Pliskova precariously survived a two deuce game, holding on her third game point for 4-4. That was a brave stand from a player who knew full well how little she had left. Kerber raced to 30-0 in the ninth game, released a forehand down the line winner for 40-0 and held at love as Pliskova was off the mark with a backhand crosscourt return wide. Now serving to stay in the match, Pliskova never really had a chance. Kerber passed her down the line off the forehand to make it 0-15. A deep crosscourt forehand from the German drew a backhand wide down the line from Pliskova: 0-30. Pliskova then bungled a backhand drive volley into the net, and was way off the mark with an inside out forehand.
Kerber had collected eight points in a row to finish off a well deserved 6-3, 4-6, 6-4 triumph, establishing herself as the first left-handed U.S. Open champion since Monica Seles won her second crown in 1992. Moreover, Kerber is only the fourth left-handed woman in the history of the U.S. Championships/U.S. Open to win the singles title.

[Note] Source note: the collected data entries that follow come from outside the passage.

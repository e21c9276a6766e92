//! Request DTOs
//!
//! Data structures for API request bodies.

use serde::Deserialize;
use validator::Validate;

use crate::domain::{Attachment, MessageKind};

/// Registration request
#[derive(Debug, Deserialize, Validate)]
pub struct RegisterRequest {
    #[validate(length(min = 2, max = 32, message = "Username must be 2-32 characters"))]
    pub username: String,

    #[validate(length(min = 8, message = "Password must be at least 8 characters"))]
    pub password: String,
}

/// Login request
#[derive(Debug, Deserialize, Validate)]
pub struct LoginRequest {
    #[validate(length(min = 2, max = 32, message = "Username must be 2-32 characters"))]
    pub username: String,

    #[validate(length(min = 8, message = "Password must be at least 8 characters"))]
    pub password: String,
}

/// Profile update request
#[derive(Debug, Deserialize, Validate)]
pub struct UpdateProfileRequest {
    #[validate(length(min = 2, max = 32, message = "Username must be 2-32 characters"))]
    pub username: Option<String>,

    #[validate(length(max = 190, message = "Bio must be at most 190 characters"))]
    pub bio: Option<String>,

    pub avatar_url: Option<String>,
}

/// Add friend request
#[derive(Debug, Deserialize, Validate)]
pub struct AddFriendRequest {
    #[validate(length(min = 2, max = 32, message = "Username must be 2-32 characters"))]
    pub username: String,
}

/// Create group request
#[derive(Debug, Deserialize, Validate)]
pub struct CreateGroupRequest {
    #[validate(length(min = 1, max = 100, message = "Name must be 1-100 characters"))]
    pub name: String,
}

/// Group invite request
#[derive(Debug, Deserialize, Validate)]
pub struct InviteRequest {
    #[validate(length(min = 2, max = 32, message = "Username must be 2-32 characters"))]
    pub username: String,
}

/// Create channel request
#[derive(Debug, Deserialize, Validate)]
pub struct CreateChannelRequest {
    #[validate(length(min = 1, max = 100, message = "Name must be 1-100 characters"))]
    pub name: String,
}

/// Send message request
#[derive(Debug, Deserialize)]
pub struct SendMessageRequest {
    #[serde(rename = "type")]
    pub kind: MessageKind,

    /// Recipient user id (direct) or group id (group)
    pub target_id: Option<i64>,

    /// Channel id (channel messages only)
    pub channel_id: Option<i64>,

    #[serde(default)]
    pub content: String,

    #[serde(default)]
    pub attachments: Vec<Attachment>,
}

/// Message history query parameters
#[derive(Debug, Deserialize)]
pub struct HistoryQuery {
    #[serde(rename = "type")]
    pub kind: MessageKind,
    pub target_id: Option<i64>,
    pub channel_id: Option<i64>,
    pub limit: Option<i64>,
}
//! Integration Tests Entry Point
//!
//! Tests are organized by module:
//! - `api/` - HTTP endpoint tests
//! - `realtime/` - connection registry, fan-out and signaling tests
//! - `common/` - shared test utilities

mod api;
mod common;
mod realtime;
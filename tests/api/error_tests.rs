//! Error response mapping tests

use axum::http::StatusCode;
use axum::response::IntoResponse;

use parley::shared::error::AppError;

#[test]
fn test_not_found_maps_to_404() {
    let response = AppError::NotFound("User not found".into()).into_response();
    assert_eq!(response.status(), StatusCode::NOT_FOUND);
}

#[test]
fn test_unauthorized_maps_to_401() {
    let response = AppError::Unauthorized("Invalid token".into()).into_response();
    assert_eq!(response.status(), StatusCode::UNAUTHORIZED);
}

#[test]
fn test_forbidden_maps_to_403() {
    let response = AppError::Forbidden("Not a member".into()).into_response();
    assert_eq!(response.status(), StatusCode::FORBIDDEN);
}

#[test]
fn test_conflict_maps_to_409() {
    let response = AppError::Conflict("Username already taken".into()).into_response();
    assert_eq!(response.status(), StatusCode::CONFLICT);
}

#[test]
fn test_validation_maps_to_400() {
    let response = AppError::Validation("username: too short".into()).into_response();
    assert_eq!(response.status(), StatusCode::BAD_REQUEST);
}

#[test]
fn test_internal_details_are_not_leaked() {
    let response = AppError::Internal("pool exhausted at 10.0.0.3".into()).into_response();
    assert_eq!(response.status(), StatusCode::INTERNAL_SERVER_ERROR);
}
//! Channel Repository Implementation
//!
//! PostgreSQL implementation of the ChannelRepository trait.

use async_trait::async_trait;
use chrono::{DateTime, Utc};
use sqlx::PgPool;

use crate::domain::{Channel, ChannelRepository};
use crate::shared::error::AppError;

#[derive(Debug, sqlx::FromRow)]
struct ChannelRow {
    id: i64,
    group_id: i64,
    name: String,
    created_at: DateTime<Utc>,
}

impl ChannelRow {
    fn into_channel(self) -> Channel {
        Channel {
            id: self.id,
            group_id: self.group_id,
            name: self.name,
            created_at: self.created_at,
        }
    }
}

/// PostgreSQL channel repository implementation.
#[derive(Clone)]
pub struct PgChannelRepository {
    pool: PgPool,
}

impl PgChannelRepository {
    pub fn new(pool: PgPool) -> Self {
        Self { pool }
    }
}

#[async_trait]
impl ChannelRepository for PgChannelRepository {
    async fn find_by_id(&self, id: i64) -> Result<Option<Channel>, AppError> {
        let row = sqlx::query_as::<_, ChannelRow>(
            "SELECT id, group_id, name, created_at FROM channels WHERE id = $1",
        )
        .bind(id)
        .fetch_optional(&self.pool)
        .await?;

        Ok(row.map(|r| r.into_channel()))
    }

    async fn create(&self, group_id: i64, name: &str) -> Result<Channel, AppError> {
        let row = sqlx::query_as::<_, ChannelRow>(
            r#"
            INSERT INTO channels (group_id, name)
            VALUES ($1, $2)
            RETURNING id, group_id, name, created_at
            "#,
        )
        .bind(group_id)
        .bind(name)
        .fetch_one(&self.pool)
        .await?;

        Ok(row.into_channel())
    }

    async fn by_group(&self, group_id: i64) -> Result<Vec<Channel>, AppError> {
        let rows = sqlx::query_as::<_, ChannelRow>(
            "SELECT id, group_id, name, created_at FROM channels WHERE group_id = $1 ORDER BY id",
        )
        .bind(group_id)
        .fetch_all(&self.pool)
        .await?;

        Ok(rows.into_iter().map(|r| r.into_channel()).collect())
    }
}
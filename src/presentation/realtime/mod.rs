//! Real-time delivery subsystem.
//!
//! Connection registry and room membership (`hub`), message fan-out
//! (`fanout`), voice-call signaling relay (`voice`), the WebSocket wire
//! protocol (`events`), the session bridge (`bridge`) and the per-connection
//! handler (`handler`).

pub mod bridge;
pub mod events;
pub mod fanout;
pub mod handler;
pub mod hub;
pub mod voice;

pub use events::{ClientEvent, ConnectionId, MessagePayload, ServerEvent};
pub use handler::ws_handler;
pub use hub::Hub;
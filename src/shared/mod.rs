//! Shared Utilities
//!
//! Common utilities used across all layers.

pub mod error;
pub mod validation;
//! Message entity and repository trait.
//!
//! Maps to the `messages` table. Messages are immutable once created; the
//! `kind` decides how delivery is addressed after persistence.

use async_trait::async_trait;
use chrono::{DateTime, Utc};
use serde::{Deserialize, Serialize};
use uuid::Uuid;

use crate::shared::error::AppError;

/// Message kinds matching the `messages.kind` CHECK constraint.
#[derive(Debug, Clone, Copy, PartialEq, Eq, Serialize, Deserialize, Default)]
#[serde(rename_all = "lowercase")]
pub enum MessageKind {
    /// One-to-one message between accepted friends; `target_id` is the
    /// recipient's user id.
    #[default]
    Direct,
    /// Message to a group's main room; `target_id` is the group id.
    Group,
    /// Message to a channel; `channel_id` is set.
    Channel,
}

impl MessageKind {
    /// Convert from database string representation.
    pub fn from_str(s: &str) -> Option<Self> {
        match s.to_lowercase().as_str() {
            "direct" => Some(Self::Direct),
            "group" => Some(Self::Group),
            "channel" => Some(Self::Channel),
            _ => None,
        }
    }

    /// Convert to database string representation.
    pub fn as_str(&self) -> &'static str {
        match self {
            Self::Direct => "direct",
            Self::Group => "group",
            Self::Channel => "channel",
        }
    }
}

impl std::fmt::Display for MessageKind {
    fn fmt(&self, f: &mut std::fmt::Formatter<'_>) -> std::fmt::Result {
        write!(f, "{}", self.as_str())
    }
}

/// An attachment descriptor, produced by the upload endpoint and carried
/// verbatim inside the message's `attachments` JSONB column.
#[derive(Debug, Clone, PartialEq, Eq, Serialize, Deserialize)]
pub struct Attachment {
    /// Public URL the file is served from
    pub url: String,
    /// Original file name as uploaded
    pub original: String,
    /// MIME type reported at upload time
    pub mimetype: String,
    /// Size in bytes
    pub size: i64,
}

/// A persisted message.
#[derive(Debug, Clone, Serialize, Deserialize)]
pub struct Message {
    /// Globally unique ID, generated at send time
    pub id: Uuid,

    #[serde(rename = "type")]
    pub kind: MessageKind,

    pub sender_id: i64,

    /// Recipient user id for direct messages, group id for group messages
    pub target_id: Option<i64>,

    /// Channel id for channel messages
    pub channel_id: Option<i64>,

    pub content: String,

    pub attachments: Vec<Attachment>,

    pub created_at: DateTime<Utc>,
}

/// A message joined with its sender's public profile, as returned by history
/// queries.
#[derive(Debug, Clone)]
pub struct MessageWithSender {
    pub message: Message,
    pub sender_username: String,
    pub sender_avatar_url: Option<String>,
}

/// History query addressing; mirrors the fan-out addressing families.
#[derive(Debug, Clone, Copy)]
pub enum HistoryScope {
    /// Direct conversation between two users, either direction.
    Direct { user_id: i64, other_id: i64 },
    Group { group_id: i64 },
    Channel { channel_id: i64 },
}

/// Repository trait for Message data access operations.
#[async_trait]
pub trait MessageRepository: Send + Sync {
    /// Persist a new message.
    async fn create(&self, message: &Message) -> Result<(), AppError>;

    /// Fetch the newest `limit` messages in a scope, returned oldest-first,
    /// with sender profiles joined.
    async fn history(
        &self,
        scope: HistoryScope,
        limit: i64,
    ) -> Result<Vec<MessageWithSender>, AppError>;
}

#[cfg(test)]
mod tests {
    use super::*;

    #[test]
    fn test_kind_from_str() {
        assert_eq!(MessageKind::from_str("direct"), Some(MessageKind::Direct));
        assert_eq!(MessageKind::from_str("GROUP"), Some(MessageKind::Group));
        assert_eq!(MessageKind::from_str("channel"), Some(MessageKind::Channel));
        assert_eq!(MessageKind::from_str("broadcast"), None);
    }

    #[test]
    fn test_kind_roundtrip() {
        for kind in [
            MessageKind::Direct,
            MessageKind::Group,
            MessageKind::Channel,
        ] {
            assert_eq!(MessageKind::from_str(kind.as_str()), Some(kind));
        }
    }

    #[test]
    fn test_kind_serializes_lowercase() {
        assert_eq!(
            serde_json::to_string(&MessageKind::Direct).unwrap(),
            "\"direct\""
        );
    }

    #[test]
    fn test_attachment_wire_shape() {
        let attachment = Attachment {
            url: "/uploads/abc__cat.png".into(),
            original: "cat.png".into(),
            mimetype: "image/png".into(),
            size: 1024,
        };

        let json = serde_json::to_value(&attachment).unwrap();
        assert_eq!(json["url"], "/uploads/abc__cat.png");
        assert_eq!(json["original"], "cat.png");
        assert_eq!(json["mimetype"], "image/png");
        assert_eq!(json["size"], 1024);
    }
}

Only three women in the modern era of the sport have won the Open as southpaws: Kerber, Seles, and Martina Navratilova, the champion in 1983-84 and again in 1986-87. On another interesting historical note, Kerber will become on Monday the oldest ever to take over the WTA No. 1 spot at the age of 28. Those rankings were established in 1975.
As Kerber said after her win over Pliskova, “I mean, I was always dreaming of being No. 1 and to be in the Grand Slams. I’m not 18 so I was always trying to improve my game. I knew that I have the game to beat the best players and was just being patient and working really hard. And now to see that the work pays off, this is actually the best feeling, because I was a lot of hours on the practice courts, sweating and everything, and you are just playing for this moment to be on the Center Court in the final and with this amazing crowd. So this is what I was always dreaming for.”

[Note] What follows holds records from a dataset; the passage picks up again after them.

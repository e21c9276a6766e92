//! User Handlers

use std::sync::Arc;

use axum::{
    extract::{Extension, Path, State},
    Json,
};
use validator::Validate;

use crate::application::dto::request::UpdateProfileRequest;
use crate::application::dto::response::UserResponse;
use crate::application::services::{UserError, UserService, UserServiceImpl};
use crate::domain::ProfilePatch;
use crate::infrastructure::repositories::PgUserRepository;
use crate::presentation::middleware::AuthUser;
use crate::shared::error::AppError;
use crate::shared::validation::validation_error;
use crate::startup::AppState;

fn user_service(state: &AppState) -> UserServiceImpl<PgUserRepository> {
    UserServiceImpl::new(Arc::new(PgUserRepository::new(state.db.clone())))
}

fn map_user_error(e: UserError) -> AppError {
    match e {
        UserError::NotFound => AppError::NotFound("User not found".into()),
        UserError::UsernameTaken => AppError::Conflict("Username already in use".into()),
        UserError::Repository(e) => e,
    }
}

/// Get current authenticated user
pub async fn get_current_user(
    State(state): State<AppState>,
    Extension(auth): Extension<AuthUser>,
) -> Result<Json<UserResponse>, AppError> {
    let user = user_service(&state)
        .get_user(auth.user_id)
        .await
        .map_err(map_user_error)?;

    Ok(Json(UserResponse::from(user)))
}

/// Update current user profile
pub async fn update_current_user(
    State(state): State<AppState>,
    Extension(auth): Extension<AuthUser>,
    Json(body): Json<UpdateProfileRequest>,
) -> Result<Json<UserResponse>, AppError> {
    body.validate().map_err(validation_error)?;

    let patch = ProfilePatch {
        username: body.username,
        bio: body.bio,
        avatar_url: body.avatar_url,
    };

    let user = user_service(&state)
        .update_profile(auth.user_id, patch)
        .await
        .map_err(map_user_error)?;

    Ok(Json(UserResponse::from(user)))
}

/// Get a user by id
pub async fn get_user(
    State(state): State<AppState>,
    Path(user_id): Path<i64>,
) -> Result<Json<UserResponse>, AppError> {
    let user = user_service(&state)
        .get_user(user_id)
        .await
        .map_err(map_user_error)?;

    Ok(Json(UserResponse::from(user)))
}
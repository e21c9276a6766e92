//! Authentication Service
//!
//! Handles registration, credential verification and JWT issuance.

use std::sync::Arc;

use argon2::{
    password_hash::{rand_core::OsRng, PasswordHash, PasswordHasher, PasswordVerifier, SaltString},
    Argon2,
};
use async_trait::async_trait;
use chrono::{Duration, Utc};
use jsonwebtoken::{encode, EncodingKey, Header};
use serde::Serialize;

use crate::config::JwtSettings;
use crate::domain::{User, UserRepository};
use crate::presentation::middleware::Claims;
use crate::shared::error::AppError;

/// Authentication service trait for dependency injection
#[async_trait]
pub trait AuthService: Send + Sync {
    /// Register a new user and sign them in
    async fn register(&self, username: &str, password: &str)
        -> Result<(User, AuthToken), AuthError>;

    /// Authenticate a user with credentials
    async fn login(&self, username: &str, password: &str) -> Result<(User, AuthToken), AuthError>;
}

/// Issued access token
#[derive(Debug, Clone, Serialize)]
pub struct AuthToken {
    pub access_token: String,
    pub expires_in: i64,
    pub token_type: String,
}

/// Authentication errors
#[derive(Debug, thiserror::Error)]
pub enum AuthError {
    #[error("Invalid credentials")]
    InvalidCredentials,

    #[error("Username already taken")]
    UsernameTaken,

    #[error("Internal error: {0}")]
    Internal(String),

    #[error(transparent)]
    Repository(#[from] AppError),
}

/// AuthService implementation
pub struct AuthServiceImpl<U>
where
    U: UserRepository,
{
    user_repo: Arc<U>,
    jwt_settings: JwtSettings,
}

impl<U> AuthServiceImpl<U>
where
    U: UserRepository,
{
    pub fn new(user_repo: Arc<U>, jwt_settings: JwtSettings) -> Self {
        Self {
            user_repo,
            jwt_settings,
        }
    }

    fn hash_password(&self, password: &str) -> Result<String, AuthError> {
        let salt = SaltString::generate(&mut OsRng);
        Argon2::default()
            .hash_password(password.as_bytes(), &salt)
            .map(|hash| hash.to_string())
            .map_err(|e| AuthError::Internal(format!("Password hashing failed: {}", e)))
    }

    fn verify_password(&self, password: &str, hash: &str) -> bool {
        PasswordHash::new(hash)
            .map(|parsed| {
                Argon2::default()
                    .verify_password(password.as_bytes(), &parsed)
                    .is_ok()
            })
            .unwrap_or(false)
    }

    fn issue_token(&self, user_id: i64) -> Result<AuthToken, AuthError> {
        let now = Utc::now();
        let expires_in = self.jwt_settings.access_token_expiry_minutes * 60;
        let claims = Claims {
            sub: user_id.to_string(),
            exp: (now + Duration::seconds(expires_in)).timestamp(),
            iat: now.timestamp(),
        };

        let access_token = encode(
            &Header::default(),
            &claims,
            &EncodingKey::from_secret(self.jwt_settings.secret.as_bytes()),
        )
        .map_err(|e| AuthError::Internal(format!("Token signing failed: {}", e)))?;

        Ok(AuthToken {
            access_token,
            expires_in,
            token_type: "Bearer".to_string(),
        })
    }
}

#[async_trait]
impl<U> AuthService for AuthServiceImpl<U>
where
    U: UserRepository,
{
    async fn register(
        &self,
        username: &str,
        password: &str,
    ) -> Result<(User, AuthToken), AuthError> {
        if self.user_repo.username_taken(username, None).await? {
            return Err(AuthError::UsernameTaken);
        }

        let password_hash = self.hash_password(password)?;
        let user = self.user_repo.create(username, &password_hash).await?;
        let token = self.issue_token(user.id)?;

        tracing::info!(user_id = user.id, username = %user.username, "User registered");
        Ok((user, token))
    }

    async fn login(&self, username: &str, password: &str) -> Result<(User, AuthToken), AuthError> {
        let user = self
            .user_repo
            .find_by_username(username)
            .await?
            .ok_or(AuthError::InvalidCredentials)?;

        if !self.verify_password(password, &user.password_hash) {
            return Err(AuthError::InvalidCredentials);
        }

        let token = self.issue_token(user.id)?;
        tracing::info!(user_id = user.id, "User logged in");
        Ok((user, token))
    }
}
//! Application Services
//!
//! Business logic services orchestrating domain repositories.

pub mod auth_service;
pub mod friend_service;
pub mod group_service;
pub mod message_service;
pub mod user_service;

pub use auth_service::{AuthError, AuthService, AuthServiceImpl, AuthToken};
pub use friend_service::{FriendError, FriendService, FriendServiceImpl};
pub use group_service::{GroupError, GroupOverview, GroupService, GroupServiceImpl};
pub use message_service::{
    HistoryQueryDto, MessageError, MessageService, MessageServiceImpl, SendMessageDto,
};
pub use user_service::{UserError, UserService, UserServiceImpl};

She will realize many more dreams in the years ahead. I believe she will be contending until the age of 32 for more majors. Kerber will win at least a couple more Grand Slam championships. She will conclude her career with at least five in her collection. But now she can stop and smell the roses after an outstanding 2016 campaign of consistency and commitment. She is entirely worthy of succeeding Serena Williams at the top in the world of women’s tennis. Kerber has become an authentic champion, and a player who will keep asking more of herself. The U.S. Open victor is a woman of substance and character, and a credit to her profession. The powers that be in women’s tennis should be delighted that she validated her Australian Open victory with another win at the season’s last major. She is entirely worthy of the honor.